Exercise is good for you but not for the reasons you think.


Okay seems like nobody is RTFA...

The average age of participants in the study was over 70, so these findings apply only to the elderly. And the conclusion is not that “exercise is good”; the authors were actually trying to figure out if HIIT or moderate exercise was better. TLDR: HIIT is better


HIIT might be better for the elderly, but the result was not statistically significant.


Exhibit A, why lifting is better for you than HIIT


I've never been able to run a mile without stopping or under 10 minutes. I've had my heart cath'd and stress tested, nothing wrong there.

Would the intensity of HIIT and endurance of cross-country cardio be useful for significantly increasing aerobic capacity to get to running a mile continuously?


Cross training won't hurt and it's recommended for runners to reduce the risk of overuse injuries while building aerobic capacity. But if your goal is to improve at distance running then you're going to have to run.

Instead of grinding out a slow 11 minute mile try running at a 9 minute pace for a shorter distance. Then rest for a few minutes and repeat several times. Do that a few times per week and gradually increase the distance you run at the 9 minute per mile pace. Eventually you'll get to a full mile at your target pace.

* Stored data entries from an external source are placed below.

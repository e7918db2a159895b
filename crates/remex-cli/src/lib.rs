// Copyright 2025 remex Authors
//
// Licensed under the Apache License, Version 2.0 (the "License");
// you may not use this file except in compliance with the License.
// You may obtain a copy of the License at
//
//     http://www.apache.org/licenses/LICENSE-2.0
//
// Unless required by applicable law or agreed to in writing, software
// distributed under the License is distributed on an "AS IS" BASIS,
// WITHOUT WARRANTIES OR CONDITIONS OF ANY KIND, either express or implied.
// See the License for the specific language governing permissions and
// limitations under the License.

//! # remex CLI
//!
//! Command-line front end for remex hosts.
//!
//! ## Key Commands
//!
//! - `remex serve`: load a script into a host and listen for commands
//! - `remex call`: evaluate one expression on a remote host and print the
//!   result (no logging, so the output can be piped)

pub mod call;
pub mod serve;
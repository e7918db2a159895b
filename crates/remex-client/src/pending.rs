use std::collections::HashMap;
use std::sync::Mutex;

use remex_common::{CorrelationId, Payload, RemexError, Result, Value};
use tokio::sync::oneshot;
use uuid::Uuid;

/// Receiving half handed to a caller waiting on a reply.
pub type ReplySlot = oneshot::Receiver<Result<Value>>;

/// Outstanding requests of one connection, keyed by correlation id.
///
/// Every entry leaves the table exactly once: by [`complete`](Self::complete)
/// when its reply arrives, by [`remove`](Self::remove) when the send never
/// happened, or by [`fail_all`](Self::fail_all) when the connection drops.
#[derive(Default)]
pub struct PendingTable {
    waiters: Mutex<HashMap<CorrelationId, oneshot::Sender<Result<Value>>>>,
}

impl PendingTable {
    pub fn new() -> Self {
        Self::default()
    }

    /// Allocates an id that is not currently pending and registers a slot.
    pub fn register(&self) -> (CorrelationId, ReplySlot) {
        let (tx, rx) = oneshot::channel();
        let mut waiters = lock(&self.waiters);
        let id = loop {
            let id = Uuid::new_v4();
            if !waiters.contains_key(&id) {
                break id;
            }
        };
        waiters.insert(id, tx);
        (id, rx)
    }

    /// Resolves the waiter for `id` with `payload`.
    ///
    /// Returns the payload back when nobody is waiting on `id`: the frame is
    /// not a reply but a new command from the peer.
    pub fn complete(&self, id: CorrelationId, payload: Payload) -> Option<Payload> {
        let waiter = lock(&self.waiters).remove(&id);
        match waiter {
            Some(tx) => {
                let outcome = match payload {
                    Payload::Value(value) => Ok(value),
                    Payload::Command(command) => Err(RemexError::InvalidResponse(format!(
                        "expected a value, got a {} command",
                        command.kind()
                    ))),
                };
                // The caller may have given up waiting; nothing to do then.
                let _ = tx.send(outcome);
                None
            }
            None => Some(payload),
        }
    }

    /// Fails the waiter for `id`, if it is still pending.
    pub fn fail(&self, id: CorrelationId, err: RemexError) -> bool {
        match lock(&self.waiters).remove(&id) {
            Some(tx) => {
                let _ = tx.send(Err(err));
                true
            }
            None => false,
        }
    }

    /// Drops the entry for `id` without resolving it.
    pub fn remove(&self, id: CorrelationId) -> bool {
        lock(&self.waiters).remove(&id).is_some()
    }

    pub fn contains(&self, id: CorrelationId) -> bool {
        lock(&self.waiters).contains_key(&id)
    }

    /// Fails every outstanding request with `connection lost: <endpoint>`.
    ///
    /// Returns how many callers were failed.
    pub fn fail_all(&self, endpoint: &str) -> usize {
        let drained: Vec<_> = lock(&self.waiters).drain().collect();
        let count = drained.len();
        for (_, tx) in drained {
            let _ = tx.send(Err(RemexError::ConnectionLost(endpoint.to_string())));
        }
        count
    }

    pub fn len(&self) -> usize {
        lock(&self.waiters).len()
    }

    pub fn is_empty(&self) -> bool {
        self.len() == 0
    }
}

fn lock<T>(mutex: &Mutex<T>) -> std::sync::MutexGuard<'_, T> {
    mutex.lock().unwrap_or_else(|poisoned| poisoned.into_inner())
}
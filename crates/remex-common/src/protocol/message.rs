use serde::{Deserialize, Serialize};
use uuid::Uuid;

use crate::protocol::error::Result;
use crate::protocol::value::Value;

/// Pairs a request with its reply on one connection.
///
/// Ids only need to be unique among the requests a client still has pending;
/// random v4 ids make collisions practically impossible anyway.
pub type CorrelationId = Uuid;

/// Version byte written into every payload envelope.
pub const PAYLOAD_VERSION: u8 = 1;

/// A request for the receiving side to execute against its local engine.
#[derive(Debug, Clone, PartialEq, Serialize, Deserialize)]
#[serde(tag = "op", rename_all = "snake_case")]
pub enum Command {
    FunctionCall { name: String, args: Vec<Value> },
    DictGet { key: Value },
    DictSet { key: Value, value: Value },
    RawEval { expression: Value },
}

impl Command {
    pub fn call(name: impl Into<String>, args: Vec<Value>) -> Self {
        Command::FunctionCall {
            name: name.into(),
            args,
        }
    }

    pub fn get(key: impl Into<Value>) -> Self {
        Command::DictGet { key: key.into() }
    }

    pub fn set(key: impl Into<Value>, value: impl Into<Value>) -> Self {
        Command::DictSet {
            key: key.into(),
            value: value.into(),
        }
    }

    pub fn eval(expression: impl Into<Value>) -> Self {
        Command::RawEval {
            expression: expression.into(),
        }
    }

    /// Builds the command an engine value stands for.
    ///
    /// A list whose first element is a symbol is a call of that symbol with
    /// the remaining elements as arguments. Everything else, including a list
    /// that merely contains symbols further in, is evaluated as is.
    pub fn from_value(value: Value) -> Self {
        match value {
            Value::List(items) => {
                let mut items = items.into_iter();
                match items.next() {
                    Some(Value::Symbol(name)) => Command::FunctionCall {
                        name,
                        args: items.collect(),
                    },
                    head => Command::RawEval {
                        expression: Value::List(head.into_iter().chain(items).collect()),
                    },
                }
            }
            expression => Command::RawEval { expression },
        }
    }

    /// Checks every value the command carries with [`Value::validate`].
    pub fn validate(&self) -> Result<()> {
        match self {
            Command::FunctionCall { args, .. } => args.iter().try_for_each(Value::validate),
            Command::DictGet { key } => key.validate(),
            Command::DictSet { key, value } => {
                key.validate()?;
                value.validate()
            }
            Command::RawEval { expression } => expression.validate(),
        }
    }

    /// Short label used in log lines.
    pub fn kind(&self) -> &'static str {
        match self {
            Command::FunctionCall { .. } => "function_call",
            Command::DictGet { .. } => "dict_get",
            Command::DictSet { .. } => "dict_set",
            Command::RawEval { .. } => "raw_eval",
        }
    }
}

/// What a frame carries: a command to run, or a plain value (usually a reply).
#[derive(Debug, Clone, PartialEq, Serialize, Deserialize)]
#[serde(tag = "kind", content = "body", rename_all = "snake_case")]
pub enum Payload {
    Command(Command),
    Value(Value),
}

impl Payload {
    /// Interprets the payload as something to execute.
    ///
    /// Plain values that arrive on an unmatched id go through
    /// [`Command::from_value`].
    pub fn into_command(self) -> Command {
        match self {
            Payload::Command(command) => command,
            Payload::Value(value) => Command::from_value(value),
        }
    }

    pub fn validate(&self) -> Result<()> {
        match self {
            Payload::Command(command) => command.validate(),
            Payload::Value(value) => value.validate(),
        }
    }
}

impl From<Command> for Payload {
    fn from(command: Command) -> Self {
        Payload::Command(command)
    }
}

impl From<Value> for Payload {
    fn from(value: Value) -> Self {
        Payload::Value(value)
    }
}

Also if you're overweight you're going to struggle with running and be at higher risk of injury. If that's your situation then stick to lower impact sports until you drop the extra weight, then ramp up the running.


I was underweight and borderline anemic through early 20's and it didn't make a difference, but still huffed and puffed. I could do low intensity things like cycling for 10 hours a day, no problem, but jogging, swimming, or running would make my descending aorta vibrate my lower abdomen and maintain a typical hr around 120-140 bpm (resting bp was 100/50, now resting hr is 115 with bp 125/80). Trying to discontinue propranolol for endogenous? tachycardia with hypertension.

I'm in the process of losing 40 lbs (17%, cut) and then rebuilding muscle mass.


There is something wrong with your cardiovascular system. Have you been screened for an abdominal aortic aneurysm, patent foramen ovals, or arteriovenous fistula? A resting heart rate of 115 is crazy high. Get a second opinion from another cardiologist. Ask for imaging studies, treadmill stress test, and a Holter monitor. Good luck.